United against Britain's 'Israel lobby'

Lavish praise was heaped on some of Britain's media in the English-language Saudi Arab News, where columnist Neil Berry hailed last week's screening of "a groundbreaking Dispatches documentary for Britain's Channel 4 television, trailed by an article in The Guardian newspaper, [that] investigated the covert influence of Britain's 'Israel lobby.'"

If you take Berry's word for it, Tony Blair was a Zionist stooge, the British Labor party is run by the "Israel lobby," and if the Conservatives come to power in Britain, things will get even worse - if that's at all possible. But Berry assures his readers that not all is lost: he describes the publication of the Mearsheimer/Walt book on "The Israel Lobby" in the US as "an epoch-making event" that has led over the past few years "to a sea change in the climate of Western intellectual, as well as general public opinion, vis-à-vis the boundaries of debate about the Jewish state."

Indeed, relating to another event that caused much debate in Britain last week - namely the publication of the English translation of Shlomo Sand's new book, The Invention of the Jewish People - Berry confidently asserts that this book "is of similarly cardinal significance."

So let's try to get this straight: first the Jews (or maybe the Zionists?) invented the Jewish people, then the Jewish people and/or the Zionists proceeded to invent the Jewish Lobby - no, make this the "Israel lobby" - and then all these inventions went on to control much of the world.

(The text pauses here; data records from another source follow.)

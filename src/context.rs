//! Shared per-run analysis context.

use crate::detect::RepoFindings;

/// Project facts shared by every engine.
///
/// The orchestrator owns the original. Each engine receives its own clone, so
/// context appended by one engine never leaks into another engine's prompts.
#[derive(Debug, Clone, Default, PartialEq)]
pub struct AnalysisContext {
    pub project_name: String,
    pub languages: Vec<String>,
    pub frameworks: Vec<String>,
    pub package_manager: Option<String>,
    /// Rendered directory tree
    pub tree: String,
    additional: String,
}

impl AnalysisContext {
    pub fn new(project_name: impl Into<String>) -> Self {
        Self {
            project_name: project_name.into(),
            ..Default::default()
        }
    }

    pub fn from_findings(project_name: impl Into<String>, findings: &RepoFindings, tree: String) -> Self {
        Self {
            project_name: project_name.into(),
            languages: findings.language_names(),
            frameworks: findings.frameworks.clone(),
            package_manager: findings.package_manager.clone(),
            tree,
            additional: String::new(),
        }
    }

    /// Append a block of free-text context, separated by a blank line.
    pub fn append_context(&mut self, text: &str) {
        let text = text.trim();
        if text.is_empty() {
            return;
        }
        if !self.additional.is_empty() {
            self.additional.push_str("\n\n");
        }
        self.additional.push_str(text);
    }

    pub fn additional_context(&self) -> &str {
        &self.additional
    }

    /// Project description placed at the top of every prompt.
    pub fn preamble(&self) -> String {
        let list = |items: &[String]| {
            if items.is_empty() {
                "unknown".to_string()
            } else {
                items.join(", ")
            }
        };

        let mut out = format!("Project: {}\n", self.project_name);
        out.push_str(&format!("Languages: {}\n", list(&self.languages)));
        out.push_str(&format!("Frameworks: {}\n", list(&self.frameworks)));
        out.push_str(&format!(
            "Package manager: {}\n",
            self.package_manager.as_deref().unwrap_or("unknown")
        ));
        if !self.tree.is_empty() {
            out.push_str("\nDirectory structure:\n");
            out.push_str(&self.tree);
            if !self.tree.ends_with('\n') {
                out.push('\n');
            }
        }
        if !self.additional.is_empty() {
            out.push_str("\nFindings:\n");
            out.push_str(&self.additional);
            out.push('\n');
        }
        out
    }

    /// Full prompt: the task as the leading paragraph, then the preamble.
    pub fn prompt(&self, task: &str) -> String {
        format!("{}\n\n{}", task.trim(), self.preamble())
    }
}
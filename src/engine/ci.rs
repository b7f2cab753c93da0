//! CI/CD engine: pipeline and container suggestions.

use async_trait::async_trait;

use super::{Engine, EngineError, EngineInput};
use crate::detect::RepoFindings;
use crate::score::{categories, CategoryResult, ScoreCard};
use crate::store::ArtifactStore;

const PIPELINE_TASK: &str = "Write a GitHub Actions workflow YAML file for this project that \
installs dependencies, lints, builds and runs the tests. Output only the YAML file.";

const DOCKERFILE_TASK: &str = "Write a production multi-stage Dockerfile for this project. \
Output only the Dockerfile.";

pub struct CiEngine;

pub fn score(findings: &RepoFindings) -> CategoryResult {
    let config = &findings.config;
    let mut card = ScoreCard::new(0);

    if config.ci_config {
        card.add(40, "CI pipeline configured");
    } else {
        card.add(0, "no CI pipeline");
    }
    if config.dockerfile {
        card.add(15, "Dockerfile");
    }
    if config.docker_compose {
        card.add(5, "compose file");
    }
    if findings.test_files > 0 {
        card.add(20, format!("{} test files", findings.test_files));
    }
    if config.lint_config {
        card.add(20, "lint configuration");
    }

    card.finish(categories::CI)
}

#[async_trait]
impl Engine for CiEngine {
    fn name(&self) -> &'static str {
        "ci"
    }

    fn category(&self) -> &'static str {
        categories::CI
    }

    async fn run(
        &self,
        mut input: EngineInput<'_>,
        store: &mut ArtifactStore,
    ) -> Result<CategoryResult, EngineError> {
        let findings = input.findings;
        let config = &findings.config;

        let mut existing = Vec::new();
        if config.ci_config {
            existing.push("CI pipeline");
        }
        if config.dockerfile {
            existing.push("Dockerfile");
        }
        if config.docker_compose {
            existing.push("docker compose");
        }
        if config.lint_config {
            existing.push("lint configuration");
        }
        let existing = if existing.is_empty() {
            "none".to_string()
        } else {
            existing.join(", ")
        };
        input.context.append_context(&format!(
            "Existing CI/CD setup: {}\nTest files: {}",
            existing, findings.test_files
        ));

        input.generate_into(store, "ci/ci.yml", PIPELINE_TASK).await?;
        input.generate_into(store, "ci/Dockerfile", DOCKERFILE_TASK).await?;

        Ok(score(findings))
    }
}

Obviously, the idea that every Jewish achievement, including nowadays the Jewish state, comes at the expense of non-Jews and is somehow due to one big conspiracy that needs to be uncovered and undone, is hardly new. It unmistakably echoes the idea "Die Juden sind unser Unglück," that is: "the Jews are our misfortune," a concept first made popular by the German historian Heinrich von Treitschke in the 1880s and later adopted by the Nazis.

Eliminationism

In the mid-1990s, political scientist Daniel Jonah Goldhagen caused a heated controversy with the publication of a book arguing that the Holocaust was possible because ordinary Germans served as "willing executioners [...] who believed that exterminating Jews was right and necessary." Last month, Goldhagen came out with a new book, that is likely to once again generate much controversy.

The book's main title, Worse Than War, is already provocative: what could be worse than war? The subtitle hints at the answer: Genocide, Eliminationism, and the Ongoing Assault on Humanity.
Some of the controversial aspects of this book - as well as the still-lingering controversies about Goldhagen's previous work - are addressed in a recent interview with Goldhagen published by the German news magazine Spiegel.

One issue that will certainly invite much criticism is Goldhagen's view that "political Islam" poses a very serious danger. As Goldhagen explains in the interview:

'Political Islam' is the appropriate term to describe political movements that are grounded in an understanding of Islam and seek to assert control - often totalitarian control - over their societies and other societies which they think should be Islamic. These movements often use violence and often with a genocidal or eliminationist attempt."

Goldhagen's views on this subject are also highlighted in a New York Times review of his book. Noting that Goldhagen argues "that 'political Islam' - jihadism - constitutes 'the most coherent and deadly mass­murderous ideology since Nazism,'" reviewer James Traub accuses Goldhagen of turning "political Islam into an eliminationist bogy." Traub also argues that "even al Qaeda, with its ideology of mass murder, has not been able to marshal the resources of a state to attain its ultimate goals."

However, from an article published in the spring 2007 issue of the progressive journal Democracy (free registration required), it is clear that Goldhagen's primary concern in this context is not al Qaeda. Indeed, he explicitly argued in his concluding paragraph:

Abandoning the Middle East to the Political Islamists and having Israel capitulate (and ultimately surrender its existence) is the only thing that will satisfy them - the only thing that will stop Political Islamists […] from feeling 'humiliated' (and then only partly, given the growing number of Muslims in Europe). Needless to say, this would be extremely self-injurious, not to mention immoral.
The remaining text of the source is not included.